Medication adherence was measured using weekly pill counts justified against participant reports of medication taking to calculate the proportion of dispensed medication doses that were taken. Participants met with the study physician bi-monthly to receive a 2-week supply of medication in a blister package in exchange for the previous two weeks’ blister package with any unused medications by which to complete the pill count. Urine samples were collected thrice weekly throughout the study period. All samples between 93–100° F at the time of collection were considered valid. Urine samples were analyzed immediately onsite using radioimmunoassay (Branan Medical Corp., Irvine, CA) for qualitative tests of MA-metabolite.
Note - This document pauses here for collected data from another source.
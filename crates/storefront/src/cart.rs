//! Client-side shopping cart.
//!
//! The cart is the authoritative record of what a client intends to buy. It
//! holds at most one entry per product, never an entry with zero units, and
//! writes its full contents to client storage after every mutation so it
//! survives a restart.
//!
//! Mutations never fail. Out-of-range input is normalized (a non-positive
//! quantity removes the entry) and a storage write failure is logged.

use std::sync::Arc;

use rust_decimal::Decimal;
use tracing::{debug, warn};

use stockroom_core::{LineItem, OrderTotals, Product, ProductId};

use crate::storage::{ClientStorage, keys};

/// A shopping cart persisted to client storage.
pub struct Cart {
    entries: Vec<LineItem>,
    storage: Arc<dyn ClientStorage>,
}

impl std::fmt::Debug for Cart {
    fn fmt(&self, f: &mut std::fmt::Formatter<'_>) -> std::fmt::Result {
        f.debug_struct("Cart")
            .field("entries", &self.entries)
            .finish_non_exhaustive()
    }
}

impl Cart {
    /// Load the cart from storage.
    ///
    /// Absent or unreadable storage yields an empty cart. Entries that break
    /// the cart invariants (zero units, duplicate products) are dropped.
    #[must_use]
    pub fn load(storage: Arc<dyn ClientStorage>) -> Self {
        let entries = match storage.get(keys::CART) {
            Ok(Some(raw)) => serde_json::from_str::<Vec<LineItem>>(&raw).unwrap_or_else(|e| {
                warn!(error = %e, "Discarding unreadable saved cart");
                Vec::new()
            }),
            Ok(None) => Vec::new(),
            Err(e) => {
                warn!(error = %e, "Failed to read saved cart");
                Vec::new()
            }
        };

        let mut cart = Self {
            entries: Vec::with_capacity(entries.len()),
            storage,
        };
        for entry in entries {
            if entry.quantity > 0 && cart.entry(entry.product_id).is_none() {
                cart.entries.push(entry);
            }
        }
        debug!(entries = cart.entries.len(), "Cart loaded");
        cart
    }

    /// Add units of a product.
    ///
    /// An existing entry grows and keeps its original `price_at_add`. A new
    /// entry captures the product's current price. Adding zero units does
    /// nothing.
    pub fn add(&mut self, product: &Product, quantity: u32) {
        if quantity == 0 {
            return;
        }

        if let Some(entry) = self.entry_mut(product.id) {
            entry.quantity = entry.quantity.saturating_add(quantity);
        } else {
            self.entries.push(LineItem {
                product_id: product.id,
                quantity,
                price_at_add: product.price,
            });
        }
        self.persist();
    }

    /// Overwrite an entry's quantity; zero or negative removes it.
    ///
    /// Products not in the cart are ignored.
    pub fn set_quantity(&mut self, product_id: ProductId, quantity: i64) {
        if quantity <= 0 {
            self.remove(product_id);
            return;
        }

        let quantity = u32::try_from(quantity).unwrap_or(u32::MAX);
        if let Some(entry) = self.entry_mut(product_id) {
            entry.quantity = quantity;
            self.persist();
        }
    }

    /// Remove a product's entry. Removing an absent product is a no-op.
    pub fn remove(&mut self, product_id: ProductId) {
        let before = self.entries.len();
        self.entries.retain(|entry| entry.product_id != product_id);
        if self.entries.len() != before {
            self.persist();
        }
    }

    /// Empty the cart.
    pub fn clear(&mut self) {
        self.entries.clear();
        self.persist();
    }

    /// Subtotal at current catalog prices.
    ///
    /// Entries whose product is missing from `catalog` (deleted since it was
    /// added) contribute nothing.
    #[must_use]
    pub fn total(&self, catalog: &[Product]) -> Decimal {
        self.entries
            .iter()
            .filter_map(|entry| {
                catalog
                    .iter()
                    .find(|product| product.id == entry.product_id)
                    .map(|product| product.price * Decimal::from(entry.quantity))
            })
            .sum()
    }

    /// Subtotal, tax and total at current catalog prices.
    #[must_use]
    pub fn summary(&self, catalog: &[Product]) -> OrderTotals {
        OrderTotals::from_subtotal(self.total(catalog))
    }

    /// The entry for a product, if any.
    #[must_use]
    pub fn entry(&self, product_id: ProductId) -> Option<&LineItem> {
        self.entries
            .iter()
            .find(|entry| entry.product_id == product_id)
    }

    /// All entries in the order they were first added.
    #[must_use]
    pub fn entries(&self) -> &[LineItem] {
        &self.entries
    }

    /// Entries as order line items.
    #[must_use]
    pub fn line_items(&self) -> Vec<LineItem> {
        self.entries.clone()
    }

    /// Total units across all entries.
    #[must_use]
    pub fn item_count(&self) -> u64 {
        self.entries
            .iter()
            .map(|entry| u64::from(entry.quantity))
            .sum()
    }

    #[must_use]
    pub fn is_empty(&self) -> bool {
        self.entries.is_empty()
    }

    fn entry_mut(&mut self, product_id: ProductId) -> Option<&mut LineItem> {
        self.entries
            .iter_mut()
            .find(|entry| entry.product_id == product_id)
    }

    fn persist(&self) {
        let result = serde_json::to_string(&self.entries)
            .map_err(crate::storage::StorageError::from)
            .and_then(|raw| self.storage.set(keys::CART, &raw));
        if let Err(e) = result {
            warn!(error = %e, "Failed to save cart");
        }
    }
}

#[cfg(test)]
#[allow(clippy::unwrap_used)]
mod tests {
    use chrono::Utc;

    use super::*;
    use crate::storage::{MemoryStorage, StorageError};

    fn product(id: i32, price: Decimal) -> Product {
        let now = Utc::now();
        Product {
            id: ProductId::new(id),
            name: format!("Product {id}"),
            description: String::new(),
            sku: format!("SKU-{id}"),
            category: "General".to_owned(),
            price,
            quantity: 10,
            low_stock_threshold: 2,
            image_url: String::new(),
            created_at: now,
            updated_at: now,
        }
    }

    fn empty_cart() -> (Cart, Arc<MemoryStorage>) {
        let storage = Arc::new(MemoryStorage::new());
        (Cart::load(storage.clone()), storage)
    }

    fn saved_entries(storage: &MemoryStorage) -> Vec<LineItem> {
        serde_json::from_str(&storage.get(keys::CART).unwrap().unwrap()).unwrap()
    }

    #[test]
    fn test_add_same_product_merges_and_keeps_first_price() {
        let (mut cart, _) = empty_cart();
        let mut mug = product(1, Decimal::new(1000, 2));

        cart.add(&mug, 2);
        mug.price = Decimal::new(1500, 2);
        cart.add(&mug, 3);

        assert_eq!(cart.entries().len(), 1);
        let entry = cart.entry(mug.id).unwrap();
        assert_eq!(entry.quantity, 5);
        assert_eq!(entry.price_at_add, Decimal::new(1000, 2));
    }

    #[test]
    fn test_add_zero_units_is_noop() {
        let (mut cart, storage) = empty_cart();
        cart.add(&product(1, Decimal::ONE), 0);
        assert!(cart.is_empty());
        assert_eq!(storage.get(keys::CART).unwrap(), None);
    }

    #[test]
    fn test_set_quantity_overwrites_without_touching_price() {
        let (mut cart, _) = empty_cart();
        let mut mug = product(1, Decimal::new(1000, 2));
        cart.add(&mug, 1);
        mug.price = Decimal::new(1, 0);

        cart.set_quantity(mug.id, 7);

        let entry = cart.entry(mug.id).unwrap();
        assert_eq!(entry.quantity, 7);
        assert_eq!(entry.price_at_add, Decimal::new(1000, 2));
    }

    #[test]
    fn test_set_quantity_non_positive_removes() {
        let (mut cart, _) = empty_cart();
        let a = product(1, Decimal::ONE);
        let b = product(2, Decimal::ONE);
        cart.add(&a, 3);
        cart.add(&b, 3);

        cart.set_quantity(a.id, 0);
        cart.set_quantity(b.id, -4);

        assert!(cart.is_empty());
    }

    #[test]
    fn test_set_quantity_of_absent_product_is_noop() {
        let (mut cart, _) = empty_cart();
        cart.set_quantity(ProductId::new(99), 3);
        assert!(cart.is_empty());
    }

    #[test]
    fn test_remove_absent_product_is_noop() {
        let (mut cart, _) = empty_cart();
        cart.add(&product(1, Decimal::ONE), 1);
        cart.remove(ProductId::new(42));
        assert_eq!(cart.entries().len(), 1);
    }

    #[test]
    fn test_clear() {
        let (mut cart, storage) = empty_cart();
        cart.add(&product(1, Decimal::ONE), 1);
        cart.add(&product(2, Decimal::ONE), 1);
        cart.clear();
        assert!(cart.is_empty());
        assert!(saved_entries(&storage).is_empty());
    }

    #[test]
    fn test_total_of_empty_cart_is_zero() {
        let (cart, _) = empty_cart();
        assert_eq!(cart.total(&[product(1, Decimal::TEN)]), Decimal::ZERO);
    }

    #[test]
    fn test_total_ignores_products_missing_from_catalog() {
        let (mut cart, _) = empty_cart();
        cart.add(&product(1, Decimal::TEN), 2);
        assert_eq!(cart.total(&[]), Decimal::ZERO);
        assert_eq!(cart.total(&[product(2, Decimal::TEN)]), Decimal::ZERO);
    }

    #[test]
    fn test_total_uses_current_catalog_price() {
        let (mut cart, _) = empty_cart();
        cart.add(&product(1, Decimal::new(1000, 2)), 2);
        cart.add(&product(2, Decimal::new(250, 2)), 1);

        let catalog = vec![product(1, Decimal::new(1200, 2)), product(2, Decimal::new(250, 2))];
        assert_eq!(cart.total(&catalog), Decimal::new(2650, 2));

        let summary = cart.summary(&catalog);
        assert_eq!(summary.tax, Decimal::new(265, 2));
        assert_eq!(summary.total, Decimal::new(2915, 2));
    }

    #[test]
    fn test_add_saturates_at_u32_max() {
        let (mut cart, storage) = empty_cart();
        let bulk = product(1, Decimal::ONE);
        cart.add(&bulk, u32::MAX - 1);
        cart.add(&bulk, 5);

        assert_eq!(cart.entry(bulk.id).unwrap().quantity, u32::MAX);
        assert_eq!(saved_entries(&storage).first().unwrap().quantity, u32::MAX);
    }

    #[test]
    fn test_set_quantity_above_u32_range_is_capped() {
        let (mut cart, _) = empty_cart();
        let bulk = product(1, Decimal::ONE);
        cart.add(&bulk, 1);

        cart.set_quantity(bulk.id, i64::MAX);

        assert_eq!(cart.entry(bulk.id).unwrap().quantity, u32::MAX);
    }

    #[test]
    fn test_item_count_and_total_past_u32_range() {
        let (mut cart, _) = empty_cart();
        let a = product(1, Decimal::new(1999, 2));
        let b = product(2, Decimal::new(1, 2));
        cart.add(&a, 3_000_000_000);
        cart.add(&b, 3_000_000_000);
        cart.add(&b, u32::MAX);

        assert_eq!(cart.item_count(), 3_000_000_000 + u64::from(u32::MAX));

        let expected = Decimal::new(1999, 2) * Decimal::from(3_000_000_000_u32)
            + Decimal::new(1, 2) * Decimal::from(u32::MAX);
        assert_eq!(cart.total(&[a, b]), expected);
    }

    #[test]
    fn test_every_mutation_is_persisted() {
        let (mut cart, storage) = empty_cart();
        let a = product(1, Decimal::ONE);

        cart.add(&a, 2);
        assert_eq!(saved_entries(&storage)[0].quantity, 2);

        cart.set_quantity(a.id, 5);
        assert_eq!(saved_entries(&storage)[0].quantity, 5);

        cart.remove(a.id);
        assert!(saved_entries(&storage).is_empty());
    }

    #[test]
    fn test_reload_restores_entries() {
        let (mut cart, storage) = empty_cart();
        cart.add(&product(1, Decimal::new(999, 2)), 3);
        cart.add(&product(2, Decimal::ONE), 1);

        let reloaded = Cart::load(storage);
        assert_eq!(reloaded.entries(), cart.entries());
        assert_eq!(reloaded.item_count(), 4);
    }

    #[test]
    fn test_load_tolerates_corrupt_storage() {
        let storage = Arc::new(MemoryStorage::new());
        storage.set(keys::CART, "{not a cart").unwrap();
        assert!(Cart::load(storage).is_empty());
    }

    #[test]
    fn test_load_drops_invalid_entries() {
        let storage = Arc::new(MemoryStorage::new());
        storage
            .set(
                keys::CART,
                r#"[
                    {"product_id": 1, "quantity": 0, "price_at_add": "1.00"},
                    {"product_id": 2, "quantity": 1, "price_at_add": "2.00"},
                    {"product_id": 2, "quantity": 4, "price_at_add": "3.00"}
                ]"#,
            )
            .unwrap();

        let cart = Cart::load(storage);
        assert_eq!(cart.entries().len(), 1);
        assert_eq!(cart.entry(ProductId::new(2)).unwrap().quantity, 1);
    }

    struct ReadOnlyStorage;

    impl ClientStorage for ReadOnlyStorage {
        fn get(&self, _key: &str) -> Result<Option<String>, StorageError> {
            Ok(None)
        }

        fn set(&self, _key: &str, _value: &str) -> Result<(), StorageError> {
            Err(std::io::Error::other("read-only").into())
        }

        fn remove(&self, _key: &str) -> Result<(), StorageError> {
            Err(std::io::Error::other("read-only").into())
        }
    }

    #[test]
    fn test_mutations_survive_storage_failure() {
        let mut cart = Cart::load(Arc::new(ReadOnlyStorage));
        cart.add(&product(1, Decimal::ONE), 1);
        assert_eq!(cart.item_count(), 1);
    }
}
All participants received a standard counseling program consisting of weekly individual CBT sessions during the medication phase of the study. Counseling was delivered by a masters- or doctoral-level trained therapist who received training in the use of the 12-week CBT program and familiarity with its manualized format (Carroll, 1998). To maintain fidelity of the counseling program, counselors met once weekly with the principal investigator (S.S.) to receive corrective feedback and individual clinical supervision.
A CM intervention was provided during the 2 week baseline period and 12 week medication treatment period. Non-cash vouchers for goods and services promoting a healthy drug-free lifestyle were earned for MA metabolite-free urine samples, on an escalating schedule for the first 4 weeks, then remaining at this for the remaining 10 weeks prior to discontinuation. The voucher for the initial MA-free sample was worth $3.00. Vouchers increased in value by $1.00 for each consecutive MA-free sample, through the end of the 4th week. All MA-free samples from weeks 5–14 were worth $15.00 for participants who remained abstinent. Participants who produced a sample positive for MA metabolite, or who failed to submit urine samples, did not receive a voucher for that particular visit and their subsequent voucher value was reduced to the initial $3.00, with a reset to $15 after three consecutive MA-free urine specimens. The maximum that could be earned for providing MA-metabolite free urine samples at all visits throughout the entire study was $537 in vouchers.
Experimental drug and matching placebo were obtained through the manufacturing company (Cephalon Inc., Frazer, PA). Doses of the study medication were as follows: modafinil 200mg per day (two 100mg tablets per day taken in the morning) for the first 3 days of the study followed by an increase to 400 mg per day (four 100 mg tablets per day taken at one time in the morning) until the last three days of the trial, when the dose was titrated down to 200mg per day for the final 3 days. Participants ingested the first dose of study medication under the supervision of the study physician, were monitored for one hour, and then were dispensed a two-week supply of study medication in blister packages and instructed on how to self-administer the medication at home. Participants were required to bring the experimental drug packages to the site at each visit for pills counts to monitor drug adherence. The study physician was allowed to order a permanent dose reduction (200mg per day) for participants who experienced adverse events deemed to be medication related.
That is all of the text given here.